Dal 1980 al 19 giugno 1986 è l'allenatore in seconda di Enzo Bearzot.[5] poi dal 1986 al 1996 è l'allenatore dell'Under-21, con la quale diventa per tre edizioni consecutive campione europeo; nel dicembre del 1996 diventa allenatore della Nazionale fino all'eliminazione subita dalla Francia, poi campione del mondo, ai calci di rigore a Francia 1998.

Il 2 febbraio 1999 assume il ruolo di capo e coordinatore degli osservatori del Milan[6][7] e il 14 marzo 2001 va a sedere temporaneamente sulla panchina della squadra rossonera come direttore tecnico e Tassotti come allenatore, sostituendo Alberto Zaccheroni;[8] di rilevanza il 6-0 nel derby durante i soli 3 mesi della loro gestione.

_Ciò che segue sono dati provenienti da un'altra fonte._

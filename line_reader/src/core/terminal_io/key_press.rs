// Copyright (c) 2025 R3BL LLC. Licensed under Apache License, Version 2.0.

use std::fmt::{Display, Formatter, Result as FmtResult};

use crossterm::event::{KeyCode, KeyEvent, KeyEventKind};
use serde::{Deserialize, Serialize};

use super::ModifierKeysMask;

/// Examples.
///
/// ```rust
/// use r3bl_line_reader::*;
///
/// let a = keypress!(@char 'a');
/// let ctrl_a = keypress!(@char ModifierKeysMask::new().with_ctrl(), 'a');
/// let enter = keypress!(@special SpecialKey::Enter);
/// let f1 = keypress!(@fn FunctionKey::F1);
/// assert_eq!(ctrl_a, KeyPress::ctrl('a'));
/// # let _ = (a, enter, f1);
/// ```
#[macro_export]
macro_rules! keypress {
    // @char
    (@char $arg_char : expr) => {
        $crate::KeyPress::Plain {
            key: $crate::Key::Character($arg_char),
        }
    };

    (@char $arg_modifiers : expr, $arg_char : expr) => {
        $crate::KeyPress::WithModifiers {
            mask: $arg_modifiers,
            key: $crate::Key::Character($arg_char),
        }
    };

    // @special
    (@special $arg_special : expr) => {
        $crate::KeyPress::Plain {
            key: $crate::Key::SpecialKey($arg_special),
        }
    };

    (@special $arg_modifiers : expr, $arg_special : expr) => {
        $crate::KeyPress::WithModifiers {
            mask: $arg_modifiers,
            key: $crate::Key::SpecialKey($arg_special),
        }
    };

    // @fn
    (@fn $arg_function : expr) => {
        $crate::KeyPress::Plain {
            key: $crate::Key::FunctionKey($arg_function),
        }
    };
}

/// A single key press, independent of the terminal backend that produced it.
///
/// Values are kept in a normal form so that they can be used as keymap keys:
/// - shift is never recorded for [`Key::Character`] (the char already carries case),
/// - ctrl letters are stored lowercase,
/// - a press without modifiers is always [`KeyPress::Plain`].
///
/// Use [`KeyPress::new`] (or the shortcuts) to get the normal form. The [`keypress!`]
/// macro builds the variants verbatim.
#[derive(Clone, Debug, Eq, PartialEq, Hash, Serialize, Deserialize, Copy)]
pub enum KeyPress {
    Plain { key: Key },
    WithModifiers { key: Key, mask: ModifierKeysMask },
}

#[derive(Clone, Debug, Eq, PartialEq, Hash, Serialize, Deserialize, Copy)]
pub enum Key {
    /// Any [char], printable or not. A raw control code (`'\x01'`) is never produced by
    /// [`KeyPress::new`]; it becomes a ctrl modified letter instead.
    Character(char),
    SpecialKey(SpecialKey),
    FunctionKey(FunctionKey),
}

#[derive(Clone, Debug, Eq, PartialEq, Hash, Serialize, Deserialize, Copy)]
pub enum SpecialKey {
    Backspace,
    Enter,
    Left,
    Right,
    Up,
    Down,
    Home,
    End,
    PageUp,
    PageDown,
    Tab,
    BackTab,
    Delete,
    Insert,
    Esc,
}

#[derive(Clone, Debug, Eq, PartialEq, Hash, Serialize, Deserialize, Copy)]
pub enum FunctionKey {
    F1,
    F2,
    F3,
    F4,
    F5,
    F6,
    F7,
    F8,
    F9,
    F10,
    F11,
    F12,
}

impl FunctionKey {
    #[must_use]
    pub fn from_number(number: u8) -> Option<Self> {
        Some(match number {
            1 => FunctionKey::F1,
            2 => FunctionKey::F2,
            3 => FunctionKey::F3,
            4 => FunctionKey::F4,
            5 => FunctionKey::F5,
            6 => FunctionKey::F6,
            7 => FunctionKey::F7,
            8 => FunctionKey::F8,
            9 => FunctionKey::F9,
            10 => FunctionKey::F10,
            11 => FunctionKey::F11,
            12 => FunctionKey::F12,
            _ => return None,
        })
    }

    #[must_use]
    pub fn number(self) -> u8 {
        match self {
            FunctionKey::F1 => 1,
            FunctionKey::F2 => 2,
            FunctionKey::F3 => 3,
            FunctionKey::F4 => 4,
            FunctionKey::F5 => 5,
            FunctionKey::F6 => 6,
            FunctionKey::F7 => 7,
            FunctionKey::F8 => 8,
            FunctionKey::F9 => 9,
            FunctionKey::F10 => 10,
            FunctionKey::F11 => 11,
            FunctionKey::F12 => 12,
        }
    }
}

impl KeyPress {
    /// Build a key press in normal form. Raw ASCII control codes are turned into their
    /// ctrl letter, DEL into backspace, and ESC / CR / TAB into special keys.
    #[must_use]
    pub fn new(key: Key, mask: ModifierKeysMask) -> Self {
        let (key, mask) = match key {
            Key::Character(ch) => normalize_char(ch, mask),
            Key::SpecialKey(SpecialKey::Tab) if mask.is_shift() => {
                (Key::SpecialKey(SpecialKey::BackTab), mask.without_shift())
            }
            other => (other, mask),
        };
        if mask.is_empty() {
            KeyPress::Plain { key }
        } else {
            KeyPress::WithModifiers { key, mask }
        }
    }

    #[must_use]
    pub fn ch(ch: char) -> Self { Self::new(Key::Character(ch), ModifierKeysMask::new()) }

    #[must_use]
    pub fn ctrl(ch: char) -> Self {
        Self::new(Key::Character(ch), ModifierKeysMask::new().with_ctrl())
    }

    #[must_use]
    pub fn alt(ch: char) -> Self {
        Self::new(Key::Character(ch), ModifierKeysMask::new().with_alt())
    }

    #[must_use]
    pub fn ctrl_alt(ch: char) -> Self {
        Self::new(
            Key::Character(ch),
            ModifierKeysMask::new().with_ctrl().with_alt(),
        )
    }

    #[must_use]
    pub fn special(special: SpecialKey) -> Self {
        Self::new(Key::SpecialKey(special), ModifierKeysMask::new())
    }

    #[must_use]
    pub fn special_with(special: SpecialKey, mask: ModifierKeysMask) -> Self {
        Self::new(Key::SpecialKey(special), mask)
    }

    #[must_use]
    pub fn function(function: FunctionKey) -> Self {
        Self::new(Key::FunctionKey(function), ModifierKeysMask::new())
    }

    #[must_use]
    pub fn key(&self) -> Key {
        match self {
            KeyPress::Plain { key } | KeyPress::WithModifiers { key, .. } => *key,
        }
    }

    #[must_use]
    pub fn mask(&self) -> ModifierKeysMask {
        match self {
            KeyPress::Plain { .. } => ModifierKeysMask::new(),
            KeyPress::WithModifiers { mask, .. } => *mask,
        }
    }

    #[must_use]
    pub fn is_alt(&self) -> bool { self.mask().is_alt() }

    #[must_use]
    pub fn is_ctrl(&self) -> bool { self.mask().is_ctrl() }

    /// The same key with alt released. Used by the `self-insert-unmeta` widget.
    #[must_use]
    pub fn without_alt(&self) -> Self { Self::new(self.key(), self.mask().without_alt()) }

    /// The printable char this key would insert, if any: a plain, non control
    /// character.
    #[must_use]
    pub fn printable_char(&self) -> Option<char> {
        match self {
            KeyPress::Plain {
                key: Key::Character(ch),
            } if !ch.is_control() => Some(*ch),
            _ => None,
        }
    }

    /// The char to insert for this key, including the ones bound to special keys
    /// (Enter inserts a newline, Tab inserts a tab).
    #[must_use]
    pub fn insertable_char(&self) -> Option<char> {
        if let Some(ch) = self.printable_char() {
            return Some(ch);
        }
        match self {
            KeyPress::Plain {
                key: Key::SpecialKey(SpecialKey::Enter),
            } => Some('\n'),
            KeyPress::Plain {
                key: Key::SpecialKey(SpecialKey::Tab),
            } => Some('\t'),
            _ if self.is_ctrl() && !self.is_alt() => match self.key() {
                Key::Character('j') => Some('\n'),
                Key::Character('i') => Some('\t'),
                _ => None,
            },
            _ => None,
        }
    }

    /// Alphabetic characters folded to lowercase, used by `do-lowercase-version`.
    #[must_use]
    pub fn to_lowercase(&self) -> Option<Self> {
        match self.key() {
            Key::Character(ch) if ch.is_uppercase() => {
                let lower = ch.to_lowercase().next()?;
                Some(Self::new(Key::Character(lower), self.mask()))
            }
            _ => None,
        }
    }

    /// The digit value of a plain (or alt modified) digit key.
    #[must_use]
    pub fn digit_value(&self) -> Option<u32> {
        match self.key() {
            Key::Character(ch) if !self.is_ctrl() => ch.to_digit(10),
            _ => None,
        }
    }

    /// Is this the `^D` key, in any of its encodings.
    #[must_use]
    pub fn is_ctrl_d(&self) -> bool { *self == KeyPress::ctrl('d') }
}

fn normalize_char(ch: char, mask: ModifierKeysMask) -> (Key, ModifierKeysMask) {
    let mask = mask.without_shift();
    match ch {
        '\x1b' => (Key::SpecialKey(SpecialKey::Esc), mask),
        '\r' => (Key::SpecialKey(SpecialKey::Enter), mask),
        '\t' => (Key::SpecialKey(SpecialKey::Tab), mask),
        '\x7f' => (Key::SpecialKey(SpecialKey::Backspace), mask),
        '\0' => (Key::Character('@'), mask.with_ctrl()),
        '\x01'..='\x1a' => {
            let letter = char::from(b'a' + (ch as u8 - 1));
            (Key::Character(letter), mask.with_ctrl())
        }
        '\x1c'..='\x1f' => {
            let symbol = char::from(b'\\' + (ch as u8 - 0x1c));
            (Key::Character(symbol), mask.with_ctrl())
        }
        _ if mask.is_ctrl() => {
            // ^M ^I ^[ are the same bytes as Enter, Tab, and Esc on a terminal.
            let without_ctrl = ModifierKeysMask {
                ctrl_key_state: super::KeyState::NotPressed,
                ..mask
            };
            match ch.to_ascii_lowercase() {
                'm' => (Key::SpecialKey(SpecialKey::Enter), without_ctrl),
                'i' => (Key::SpecialKey(SpecialKey::Tab), without_ctrl),
                '[' => (Key::SpecialKey(SpecialKey::Esc), without_ctrl),
                '?' => (Key::SpecialKey(SpecialKey::Backspace), without_ctrl),
                lower => (Key::Character(lower), mask),
            }
        }
        _ => (Key::Character(ch), mask),
    }
}

/// Rendered in the same notation that the key sequence parser accepts.
impl Display for KeyPress {
    fn fmt(&self, f: &mut Formatter<'_>) -> FmtResult {
        let mask = self.mask();
        if mask.is_alt() {
            write!(f, "\\e")?;
        }
        match self.key() {
            Key::Character(ch) if mask.is_ctrl() => write!(f, "^{}", ch.to_ascii_uppercase()),
            Key::Character('\\') => write!(f, "\\\\"),
            Key::Character('^') => write!(f, "\\^"),
            Key::Character('<') => write!(f, "\\<"),
            Key::Character(' ') => write!(f, "<Space>"),
            Key::Character(ch) => write!(f, "{ch}"),
            Key::SpecialKey(special) => {
                let prefix = if mask.is_ctrl() {
                    "C-"
                } else if mask.is_shift() {
                    "S-"
                } else {
                    ""
                };
                write!(f, "<{prefix}{}>", special_key_name(special))
            }
            Key::FunctionKey(function) => write!(f, "<F{}>", function.number()),
        }
    }
}

#[must_use]
pub fn special_key_name(special: SpecialKey) -> &'static str {
    match special {
        SpecialKey::Backspace => "Backspace",
        SpecialKey::Enter => "Enter",
        SpecialKey::Left => "Left",
        SpecialKey::Right => "Right",
        SpecialKey::Up => "Up",
        SpecialKey::Down => "Down",
        SpecialKey::Home => "Home",
        SpecialKey::End => "End",
        SpecialKey::PageUp => "PageUp",
        SpecialKey::PageDown => "PageDown",
        SpecialKey::Tab => "Tab",
        SpecialKey::BackTab => "BackTab",
        SpecialKey::Delete => "Delete",
        SpecialKey::Insert => "Insert",
        SpecialKey::Esc => "Esc",
    }
}

/// Convert a crossterm key event. Only `Press` and `Repeat` kinds produce a key;
/// releases and bare modifier keys are dropped.
#[must_use]
pub fn convert_key_event(key_event: &KeyEvent) -> Option<KeyPress> {
    if !matches!(key_event.kind, KeyEventKind::Press | KeyEventKind::Repeat) {
        return None;
    }
    let mask: ModifierKeysMask = key_event.modifiers.into();
    let key = match key_event.code {
        KeyCode::Char(ch) if mask.is_ctrl() => Key::Character(match ch {
            // Legacy terminals report ^\ ^] ^^ ^_ as ctrl + digit.
            '4' => '\\',
            '5' => ']',
            '6' => '^',
            '7' => '_',
            ' ' | '2' => '@',
            other => other,
        }),
        KeyCode::Char(ch) => Key::Character(ch),
        KeyCode::Null => return Some(KeyPress::ctrl('@')),
        KeyCode::Backspace => Key::SpecialKey(SpecialKey::Backspace),
        KeyCode::Enter => Key::SpecialKey(SpecialKey::Enter),
        KeyCode::Left => Key::SpecialKey(SpecialKey::Left),
        KeyCode::Right => Key::SpecialKey(SpecialKey::Right),
        KeyCode::Up => Key::SpecialKey(SpecialKey::Up),
        KeyCode::Down => Key::SpecialKey(SpecialKey::Down),
        KeyCode::Home => Key::SpecialKey(SpecialKey::Home),
        KeyCode::End => Key::SpecialKey(SpecialKey::End),
        KeyCode::PageUp => Key::SpecialKey(SpecialKey::PageUp),
        KeyCode::PageDown => Key::SpecialKey(SpecialKey::PageDown),
        KeyCode::Tab => Key::SpecialKey(SpecialKey::Tab),
        KeyCode::BackTab => {
            return Some(KeyPress::new(
                Key::SpecialKey(SpecialKey::BackTab),
                mask.without_shift(),
            ));
        }
        KeyCode::Delete => Key::SpecialKey(SpecialKey::Delete),
        KeyCode::Insert => Key::SpecialKey(SpecialKey::Insert),
        KeyCode::Esc => Key::SpecialKey(SpecialKey::Esc),
        KeyCode::F(number) => Key::FunctionKey(FunctionKey::from_number(number)?),
        _ => return None,
    };
    Some(KeyPress::new(key, mask))
}
// Copyright (c) 2025 R3BL LLC. Licensed under Apache License, Version 2.0.

//! Keys read directly by widgets, outside of keymap resolution: the char after `f`,
//! `r` or `quoted-insert`, and small prompts shown below the buffer.

use std::time::Duration;

use crate::{KeyPress, LineReader, ReadKey, SpecialKey, Unwind, common_prefix};

pub(crate) fn is_enter(key: KeyPress) -> bool {
    key == KeyPress::special(SpecialKey::Enter)
        || key == KeyPress::ctrl('j')
        || key == KeyPress::ctrl('m')
}

pub(crate) fn is_backspace(key: KeyPress) -> bool {
    key == KeyPress::special(SpecialKey::Backspace) || key == KeyPress::ctrl('h')
}

pub(crate) fn is_tab(key: KeyPress) -> bool {
    key == KeyPress::special(SpecialKey::Tab) || key == KeyPress::ctrl('i')
}

impl LineReader {
    /// Block for the next key.
    pub(crate) fn read_key(&mut self) -> Result<KeyPress, Unwind> {
        loop {
            match self.input.next_key(None)? {
                ReadKey::Key(key) => return Ok(key),
                ReadKey::Timeout => continue,
                ReadKey::EndOfInput => return Err(Unwind::EndOfInput),
            }
        }
    }

    /// Wait up to `timeout` for a key and push it back unread. `false` on timeout.
    pub(crate) fn peek_key(&mut self, timeout: Duration) -> Result<bool, Unwind> {
        match self.input.next_key(Some(timeout))? {
            ReadKey::Key(key) => {
                self.input.push_front_keys(&[key]);
                Ok(true)
            }
            ReadKey::Timeout | ReadKey::EndOfInput => Ok(false),
        }
    }

    /// Read the key a widget takes as its argument. It counts as one of the keys that
    /// invoked the widget, so `.` replays it.
    pub(crate) fn read_key_argument(&mut self) -> Result<KeyPress, Unwind> {
        let key = self.read_key()?;
        self.state.keys.push(key);
        Ok(key)
    }

    /// Read a line of text below the buffer. `None` if the user cancels with Ctrl-G or
    /// Esc; Ctrl-C interrupts the whole read. Tab completes against `completions`.
    pub(crate) fn read_minibuffer(
        &mut self,
        prompt: &str,
        completions: &[&str],
    ) -> Result<Option<String>, Unwind> {
        let mut text = String::new();
        let result = loop {
            self.state.minibuffer = Some(format!("{prompt}{text}_"));
            self.redisplay()?;
            let key = self.read_key()?;
            match key {
                _ if is_enter(key) => break Some(text),
                _ if key == KeyPress::ctrl('g') || key == KeyPress::special(SpecialKey::Esc) => {
                    break None;
                }
                _ if key == KeyPress::ctrl('c') => {
                    self.state.minibuffer = None;
                    return Err(Unwind::Interrupted);
                }
                _ if is_backspace(key) => {
                    text.pop();
                }
                _ if key == KeyPress::ctrl('u') => text.clear(),
                _ if is_tab(key) => {
                    let matches: Vec<&str> = completions
                        .iter()
                        .copied()
                        .filter(|it| it.starts_with(text.as_str()))
                        .collect();
                    match common_prefix(&matches, false) {
                        Some(prefix) if prefix.len() > text.len() => text = prefix,
                        _ => self.beep()?,
                    }
                }
                _ => match key.printable_char() {
                    Some(ch) => text.push(ch),
                    None => self.beep()?,
                },
            }
        };
        self.state.minibuffer = None;
        Ok(result)
    }
}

Il 17 giugno a fine campionato, concluso al 6º posto, ritorna al suo ruolo, sostituito in panchina da Fatih Terim.[9] Il 19 giugno gli viene assegnato un secondo compito: farà il consigliere tecnico dell'allenatore turco.[10][11]

Il 27 dicembre diventa C.T. del Paraguay in vista dei Mondiali 2002.[12][13][14] Riesce a qualificarsi per i mondiali in Corea del Sud e Giappone, diventando il più vecchio allenatore del torneo all'età di 70 anni, record poi battuto nell'edizione 2010 da Otto Rehhagel con i suoi 71 anni. Il 15 giugno 2002 viene sconfitto dalla Germania agli ottavi di finale e si dimette.

L'opinionista

Nel 2012 ha ricoperto il ruolo di opinionista sportivo per Al Jazeera Sport assieme ad Alessandro Altobelli.